Twenty years have passed since the Supreme Court announced dramatic changes to the doctrine of state sovereign immunity in Seminole Tribe of Florida v. Florida.' This doctrine prevents "suits by private parties against unconsenting States" in recognition of the state's power to govern itself and its citizens freely, as well as the financial impact lawsuits have on the state's treasury. Since Seminole Tribe, the Supreme Court has-in a series of contentious 5-4 decisions-increasingly allowed this doctrine to immunize states and their officers from suits arising under the federal laws and sometimes even the Constitution. But while the Court has expanded state sovereign immunity's substantive doctrine, it has neglected how state sovereign immunity should operate under the Federal Rules of Civil Procedure. Without guidance from the Supreme Court, federal courts inconsistently apply state sovereign immunity claims to the Federal Rules, each of which can negatively impact the parties' substantive and procedural rights.

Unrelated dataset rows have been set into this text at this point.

//! Upload pool
//!
//! A fixed set of worker tasks drains a bounded queue. When the queue is
//! full the submitting task runs the upload itself, which slows the writer
//! down instead of dropping work or growing memory. A pool with no workers
//! runs every upload on the caller.

use super::{UploadError, UploadOptions, Uploader};
use crate::buffer::ClosedFile;
use crate::metrics;
use parking_lot::Mutex;
use std::io;
use std::sync::atomic::{AtomicBool, Ordering};
use std::sync::Arc;
use tokio::sync::mpsc::{self, error::TrySendError};
use tokio::task::JoinHandle;

/// Called with the file after a successful upload
pub type OnComplete = Arc<dyn Fn(ClosedFile) -> io::Result<()> + Send + Sync>;

/// Completion hook that removes the local file
pub fn delete_on_complete() -> OnComplete {
    Arc::new(|file: ClosedFile| file.delete())
}

pub struct UploadTask {
    pub file: ClosedFile,
    pub options: UploadOptions,
    pub on_complete: Option<OnComplete>,
}

#[derive(Debug, Clone, Copy, PartialEq, Eq)]
pub struct PoolConfig {
    pub workers: usize,
    pub queue_size: usize,
}

impl PoolConfig {
    pub fn new(workers: usize, queue_size: usize) -> Self {
        Self {
            workers,
            queue_size,
        }
    }

    /// Every upload runs on the submitting task
    pub fn synchronous() -> Self {
        Self::new(0, 0)
    }
}

/// How a submitted upload was scheduled
#[derive(Debug, Clone, Copy, PartialEq, Eq)]
pub enum Submission {
    Queued,
    /// Ran to completion on the caller, successfully or not
    Inline,
}

pub struct UploadCoordinator {
    name: &'static str,
    uploader: Arc<Uploader>,
    sender: Mutex<Option<mpsc::Sender<UploadTask>>>,
    workers: Mutex<Vec<JoinHandle<()>>>,
    synchronous: bool,
    stopped: AtomicBool,
}

impl UploadCoordinator {
    /// Start the pool. Must be called inside a tokio runtime when
    /// `pool.workers > 0`.
    pub fn new(name: &'static str, uploader: Arc<Uploader>, pool: PoolConfig) -> Self {
        if pool.workers == 0 {
            return Self {
                name,
                uploader,
                sender: Mutex::new(None),
                workers: Mutex::new(Vec::new()),
                synchronous: true,
                stopped: AtomicBool::new(false),
            };
        }

        let (sender, receiver) = mpsc::channel::<UploadTask>(pool.queue_size.max(1));
        let receiver = Arc::new(tokio::sync::Mutex::new(receiver));

        let workers = (0..pool.workers)
            .map(|id| {
                let receiver = receiver.clone();
                let uploader = uploader.clone();
                tokio::spawn(async move {
                    loop {
                        let task = receiver.lock().await.recv().await;
                        match task {
                            Some(task) => {
                                let _ = execute(name, &uploader, task).await;
                            }
                            None => break,
                        }
                    }
                    tracing::debug!(pool = name, worker = id, "Upload worker stopped");
                })
            })
            .collect();

        tracing::debug!(
            pool = name,
            workers = pool.workers,
            queue_size = pool.queue_size,
            "Upload pool started"
        );

        Self {
            name,
            uploader,
            sender: Mutex::new(Some(sender)),
            workers: Mutex::new(workers),
            synchronous: false,
            stopped: AtomicBool::new(false),
        }
    }

    pub fn name(&self) -> &'static str {
        self.name
    }

    pub fn uploader(&self) -> &Arc<Uploader> {
        &self.uploader
    }

    /// Upload one file on the calling task and run the completion hook
    pub async fn upload(
        &self,
        file: ClosedFile,
        options: UploadOptions,
        on_complete: Option<OnComplete>,
    ) -> Result<(), UploadError> {
        execute(
            self.name,
            &self.uploader,
            UploadTask {
                file,
                options,
                on_complete,
            },
        )
        .await
    }

    /// Hand a file to the pool.
    ///
    /// Only fails when the pool has been stopped; the file then stays on
    /// disk. Upload failures are logged and leave the file in place.
    pub async fn submit(
        &self,
        file: ClosedFile,
        options: UploadOptions,
        on_complete: Option<OnComplete>,
    ) -> Result<Submission, UploadError> {
        let task = UploadTask {
            file,
            options,
            on_complete,
        };

        if self.is_stopped() {
            return Err(UploadError::Stopped);
        }
        if self.synchronous {
            let _ = execute(self.name, &self.uploader, task).await;
            return Ok(Submission::Inline);
        }

        let sender = self.sender.lock().clone().ok_or(UploadError::Stopped)?;
        match sender.try_send(task) {
            Ok(()) => Ok(Submission::Queued),
            Err(TrySendError::Full(task)) => {
                metrics::record_caller_runs(self.name);
                tracing::debug!(
                    pool = self.name,
                    key = %task.file.key(),
                    "Upload queue full, running upload on caller"
                );
                let _ = execute(self.name, &self.uploader, task).await;
                Ok(Submission::Inline)
            }
            Err(TrySendError::Closed(task)) => {
                tracing::warn!(
                    pool = self.name,
                    key = %task.file.key(),
                    path = %task.file.path().display(),
                    "Upload pool stopped, file left on disk"
                );
                Err(UploadError::Stopped)
            }
        }
    }

    /// Stop accepting work and wait for queued uploads to finish
    pub async fn stop(&self) {
        self.stopped.store(true, Ordering::SeqCst);
        self.sender.lock().take();

        let workers = std::mem::take(&mut *self.workers.lock());
        for handle in workers {
            if let Err(e) = handle.await {
                tracing::error!(pool = self.name, error = %e, "Upload worker panicked");
            }
        }
        tracing::debug!(pool = self.name, "Upload pool stopped");
    }

    pub fn is_stopped(&self) -> bool {
        self.stopped.load(Ordering::SeqCst)
    }
}

async fn execute(pool: &str, uploader: &Uploader, task: UploadTask) -> Result<(), UploadError> {
    let UploadTask {
        file,
        options,
        on_complete,
    } = task;
    let size = file.size();

    if let Err(e) = uploader.upload(&file, &options).await {
        metrics::record_upload_failure(pool);
        metrics::record_error("upload");
        tracing::error!(
            pool = pool,
            key = %file.key(),
            path = %file.path().display(),
            error = %e,
            "Upload failed, file left on disk"
        );
        return Err(e);
    }
    metrics::record_upload_success(pool, size);

    if let Some(on_complete) = on_complete {
        let path = file.path().to_path_buf();
        if let Err(e) = on_complete(file) {
            metrics::record_error("on_complete");
            tracing::error!(
                pool = pool,
                path = %path.display(),
                error = %e,
                "Completion hook failed after upload"
            );
            return Err(e.into());
        }
    }
    Ok(())
}

#[cfg(test)]
mod tests {
    use super::*;
    use crate::store::memory::StoreOp;
    use crate::store::{
        MemoryStore, ObjectHeaders, ObjectStore, Payload, StoreError, UploadedPart,
    };
    use async_trait::async_trait;
    use std::fs;
    use std::sync::atomic::{AtomicUsize, Ordering};
    use std::time::Duration;
    use tempfile::TempDir;
    use tokio::sync::Semaphore;

    fn closed_file(dir: &TempDir, name: &str) -> ClosedFile {
        let path = dir.path().join(name);
        fs::write(&path, name.as_bytes()).unwrap();
        ClosedFile::from_existing(&path, dir.path()).unwrap()
    }

    /// Holds every PUT until a permit is released
    struct GatedStore {
        inner: MemoryStore,
        gate: Semaphore,
        entered: AtomicUsize,
    }

    impl GatedStore {
        fn new() -> Self {
            Self {
                inner: MemoryStore::new(),
                gate: Semaphore::new(0),
                entered: AtomicUsize::new(0),
            }
        }
    }

    #[async_trait]
    impl ObjectStore for GatedStore {
        async fn put_object(
            &self,
            key: &str,
            headers: &ObjectHeaders,
            payload: Payload,
        ) -> Result<Option<String>, StoreError> {
            self.entered.fetch_add(1, Ordering::SeqCst);
            self.gate.acquire().await.unwrap().forget();
            self.inner.put_object(key, headers, payload).await
        }

        async fn initiate_multipart_upload(
            &self,
            key: &str,
            headers: &ObjectHeaders,
        ) -> Result<String, StoreError> {
            self.inner.initiate_multipart_upload(key, headers).await
        }

        async fn upload_part(
            &self,
            key: &str,
            headers: &ObjectHeaders,
            upload_id: &str,
            part_number: u32,
            payload: Payload,
        ) -> Result<UploadedPart, StoreError> {
            self.inner
                .upload_part(key, headers, upload_id, part_number, payload)
                .await
        }

        async fn complete_multipart_upload(
            &self,
            key: &str,
            upload_id: &str,
            parts: &[UploadedPart],
        ) -> Result<(), StoreError> {
            self.inner
                .complete_multipart_upload(key, upload_id, parts)
                .await
        }

        async fn list_multipart_parts(
            &self,
            key: &str,
            upload_id: &str,
        ) -> Result<Vec<UploadedPart>, StoreError> {
            self.inner.list_multipart_parts(key, upload_id).await
        }
    }

    async fn wait_for(counter: &AtomicUsize, value: usize) {
        for _ in 0..200 {
            if counter.load(Ordering::SeqCst) >= value {
                return;
            }
            tokio::time::sleep(Duration::from_millis(10)).await;
        }
        panic!("timed out waiting for {} uploads to start", value);
    }

    #[tokio::test]
    async fn test_uploads_and_deletes() {
        let dir = TempDir::new().unwrap();
        let store = Arc::new(MemoryStore::new());
        let uploader = Arc::new(Uploader::new(store.clone(), 1024));
        let pool = UploadCoordinator::new("test", uploader, PoolConfig::new(2, 4));

        for name in ["a.log", "b.log", "c.log"] {
            let file = closed_file(&dir, name);
            pool.submit(file, UploadOptions::default(), Some(delete_on_complete()))
                .await
                .unwrap();
        }
        pool.stop().await;

        assert_eq!(store.keys(), vec!["a.log", "b.log", "c.log"]);
        assert_eq!(fs::read_dir(dir.path()).unwrap().count(), 0);
    }

    #[tokio::test]
    async fn test_full_queue_runs_on_caller() {
        let dir = TempDir::new().unwrap();
        let store = Arc::new(GatedStore::new());
        let uploader = Arc::new(Uploader::new(store.clone(), 1024));
        let pool = Arc::new(UploadCoordinator::new(
            "caller-runs-test",
            uploader,
            PoolConfig::new(1, 1),
        ));

        // The only worker takes the first file and blocks on the gate.
        let first = pool
            .submit(closed_file(&dir, "1.log"), UploadOptions::default(), None)
            .await
            .unwrap();
        assert_eq!(first, Submission::Queued);
        wait_for(&store.entered, 1).await;

        // The second file fills the queue.
        let second = pool
            .submit(closed_file(&dir, "2.log"), UploadOptions::default(), None)
            .await
            .unwrap();
        assert_eq!(second, Submission::Queued);

        // The third one has nowhere to go and runs on the submitting task.
        let third_file = closed_file(&dir, "3.log");
        let submitter = {
            let pool = pool.clone();
            tokio::spawn(async move {
                pool.submit(third_file, UploadOptions::default(), None)
                    .await
            })
        };
        wait_for(&store.entered, 2).await;

        store.gate.add_permits(3);
        assert_eq!(submitter.await.unwrap().unwrap(), Submission::Inline);
        pool.stop().await;

        assert_eq!(store.inner.keys(), vec!["1.log", "2.log", "3.log"]);
        assert!(
            metrics::CALLER_RUNS_TOTAL
                .with_label_values(&["caller-runs-test"])
                .get()
                >= 1.0
        );
    }

    #[tokio::test]
    async fn test_synchronous_pool_runs_inline() {
        let dir = TempDir::new().unwrap();
        let store = Arc::new(MemoryStore::new());
        let uploader = Arc::new(Uploader::new(store.clone(), 1024));
        let pool = UploadCoordinator::new("sync", uploader, PoolConfig::synchronous());

        let outcome = pool
            .submit(closed_file(&dir, "x.log"), UploadOptions::default(), None)
            .await
            .unwrap();
        assert_eq!(outcome, Submission::Inline);
        assert_eq!(store.put_count(), 1);
    }

    #[tokio::test]
    async fn test_failure_is_isolated() {
        let dir = TempDir::new().unwrap();
        let store = Arc::new(MemoryStore::new());
        store.fail_next(StoreOp::Put, StoreError::Transport("reset".into()));
        let uploader = Arc::new(Uploader::new(store.clone(), 1024));
        let pool = UploadCoordinator::new("isolated", uploader, PoolConfig::synchronous());

        pool.submit(
            closed_file(&dir, "fails.log"),
            UploadOptions::default(),
            Some(delete_on_complete()),
        )
        .await
        .unwrap();
        pool.submit(
            closed_file(&dir, "works.log"),
            UploadOptions::default(),
            Some(delete_on_complete()),
        )
        .await
        .unwrap();

        assert!(dir.path().join("fails.log").exists());
        assert!(!dir.path().join("works.log").exists());
        assert_eq!(store.keys(), vec!["works.log"]);
    }

    #[tokio::test]
    async fn test_submit_after_stop_fails() {
        let dir = TempDir::new().unwrap();
        let store = Arc::new(MemoryStore::new());
        let uploader = Arc::new(Uploader::new(store.clone(), 1024));
        let pool = UploadCoordinator::new("stopped", uploader, PoolConfig::new(1, 1));

        pool.stop().await;
        assert!(pool.is_stopped());

        let result = pool
            .submit(closed_file(&dir, "late.log"), UploadOptions::default(), None)
            .await;
        assert!(matches!(result, Err(UploadError::Stopped)));
        assert!(dir.path().join("late.log").exists());
    }
}
//! In-process object store
//!
//! Keeps objects and in-flight multipart uploads in memory and remembers
//! every completion, so tests can check exactly what the pipeline sent.
//! Failures can be injected per operation.

use super::{ObjectHeaders, ObjectStore, Payload, StoreError, UploadedPart};
use async_trait::async_trait;
use bytes::{Bytes, BytesMut};
use parking_lot::Mutex;
use std::collections::{BTreeMap, HashMap};

/// Store operation, used to target injected failures
#[derive(Debug, Clone, Copy, PartialEq, Eq, Hash)]
pub enum StoreOp {
    Put,
    Initiate,
    UploadPart,
    Complete,
    ListParts,
}

/// An object as it was stored
#[derive(Debug, Clone)]
pub struct StoredObject {
    pub body: Bytes,
    pub headers: ObjectHeaders,
    /// Number of parts, or `None` for a single-shot upload
    pub parts: Option<usize>,
}

/// Record of a finished multipart upload
#[derive(Debug, Clone, PartialEq, Eq)]
pub struct CompletedUpload {
    pub key: String,
    pub upload_id: String,
    pub part_numbers: Vec<u32>,
}

struct PendingUpload {
    key: String,
    headers: ObjectHeaders,
    parts: BTreeMap<u32, Bytes>,
}

#[derive(Default)]
struct MemoryState {
    objects: HashMap<String, StoredObject>,
    pending: HashMap<String, PendingUpload>,
    completed: Vec<CompletedUpload>,
    put_count: usize,
    part_uploads: Vec<(String, u32)>,
    failures: HashMap<StoreOp, Vec<StoreError>>,
    next_upload_id: u64,
}

impl MemoryState {
    fn take_failure(&mut self, op: StoreOp) -> Result<(), StoreError> {
        match self.failures.get_mut(&op).and_then(|queue| queue.pop()) {
            Some(err) => Err(err),
            None => Ok(()),
        }
    }
}

#[derive(Default)]
pub struct MemoryStore {
    state: Mutex<MemoryState>,
}

impl MemoryStore {
    pub fn new() -> Self {
        Self::default()
    }

    /// Make the next call of `op` fail with `err`
    pub fn fail_next(&self, op: StoreOp, err: StoreError) {
        self.state.lock().failures.entry(op).or_default().insert(0, err);
    }

    pub fn object(&self, key: &str) -> Option<StoredObject> {
        self.state.lock().objects.get(key).cloned()
    }

    /// Keys of every stored object, sorted
    pub fn keys(&self) -> Vec<String> {
        let mut keys: Vec<_> = self.state.lock().objects.keys().cloned().collect();
        keys.sort();
        keys
    }

    pub fn completed_uploads(&self) -> Vec<CompletedUpload> {
        self.state.lock().completed.clone()
    }

    /// Number of successful single-shot uploads
    pub fn put_count(&self) -> usize {
        self.state.lock().put_count
    }

    /// `(upload id, part number)` of every accepted part, in arrival order
    pub fn part_uploads(&self) -> Vec<(String, u32)> {
        self.state.lock().part_uploads.clone()
    }

    /// Ids of multipart uploads that were started but not completed
    pub fn pending_uploads(&self) -> Vec<String> {
        self.state.lock().pending.keys().cloned().collect()
    }
}

#[async_trait]
impl ObjectStore for MemoryStore {
    async fn put_object(
        &self,
        key: &str,
        headers: &ObjectHeaders,
        payload: Payload,
    ) -> Result<Option<String>, StoreError> {
        let mut state = self.state.lock();
        state.take_failure(StoreOp::Put)?;

        let etag = format!("\"{}\"", payload.md5_hex());
        state.put_count += 1;
        state.objects.insert(
            key.to_string(),
            StoredObject {
                body: payload.body().clone(),
                headers: headers.clone(),
                parts: None,
            },
        );
        Ok(Some(etag))
    }

    async fn initiate_multipart_upload(
        &self,
        key: &str,
        headers: &ObjectHeaders,
    ) -> Result<String, StoreError> {
        let mut state = self.state.lock();
        state.take_failure(StoreOp::Initiate)?;

        state.next_upload_id += 1;
        let upload_id = format!("upload-{}", state.next_upload_id);
        state.pending.insert(
            upload_id.clone(),
            PendingUpload {
                key: key.to_string(),
                headers: headers.clone(),
                parts: BTreeMap::new(),
            },
        );
        Ok(upload_id)
    }

    async fn upload_part(
        &self,
        key: &str,
        _headers: &ObjectHeaders,
        upload_id: &str,
        part_number: u32,
        payload: Payload,
    ) -> Result<UploadedPart, StoreError> {
        let mut state = self.state.lock();
        state.take_failure(StoreOp::UploadPart)?;

        let pending = state
            .pending
            .get_mut(upload_id)
            .filter(|pending| pending.key == key)
            .ok_or_else(|| StoreError::Protocol(format!("no such upload {}", upload_id)))?;
        pending.parts.insert(part_number, payload.body().clone());
        state
            .part_uploads
            .push((upload_id.to_string(), part_number));

        Ok(UploadedPart {
            part_number,
            size: payload.len() as u64,
            etag: Some(format!("\"{}\"", payload.md5_hex())),
        })
    }

    async fn complete_multipart_upload(
        &self,
        key: &str,
        upload_id: &str,
        parts: &[UploadedPart],
    ) -> Result<(), StoreError> {
        let mut state = self.state.lock();
        state.take_failure(StoreOp::Complete)?;

        let pending = state
            .pending
            .remove(upload_id)
            .filter(|pending| pending.key == key)
            .ok_or_else(|| StoreError::Protocol(format!("no such upload {}", upload_id)))?;

        let mut body = BytesMut::new();
        for part in parts {
            let data = pending.parts.get(&part.part_number).ok_or_else(|| {
                StoreError::Protocol(format!("part {} was never uploaded", part.part_number))
            })?;
            body.extend_from_slice(data);
        }

        state.objects.insert(
            key.to_string(),
            StoredObject {
                body: body.freeze(),
                headers: pending.headers,
                parts: Some(parts.len()),
            },
        );
        state.completed.push(CompletedUpload {
            key: key.to_string(),
            upload_id: upload_id.to_string(),
            part_numbers: parts.iter().map(|part| part.part_number).collect(),
        });
        Ok(())
    }

    async fn list_multipart_parts(
        &self,
        key: &str,
        upload_id: &str,
    ) -> Result<Vec<UploadedPart>, StoreError> {
        let mut state = self.state.lock();
        state.take_failure(StoreOp::ListParts)?;

        let pending = state
            .pending
            .get(upload_id)
            .filter(|pending| pending.key == key)
            .ok_or_else(|| StoreError::Protocol(format!("no such upload {}", upload_id)))?;

        Ok(pending
            .parts
            .iter()
            .map(|(number, data)| UploadedPart {
                part_number: *number,
                size: data.len() as u64,
                etag: Some(format!("\"{}\"", Payload::new(data.clone()).md5_hex())),
            })
            .collect())
    }
}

Some courts dismiss disputes because they lack jurisdiction (some say subject-matter jurisdiction over the dispute, others say personal jurisdiction over the state) without ever considering the underlying merits of the plaintiffs claim. Other courts acquire jurisdiction over the state defendant, thereby compelling the state to appear before a different sovereign's tribunal and defend itself. Yet more courts will issue a judgment against a state defendant but cannot enforce that judgment because the state belatedly raises its immunity after the litigation's conclusion. And many courts raise the state sovereign immunity question sua sponte, which denies both parties their right to determine how their litigation proceeds. But all courts diverge in their treatment of the parties' rights because they inconsistently apply state sovereign immunity claims to the Federal Rules, not because of the specific facts at issue in any one case.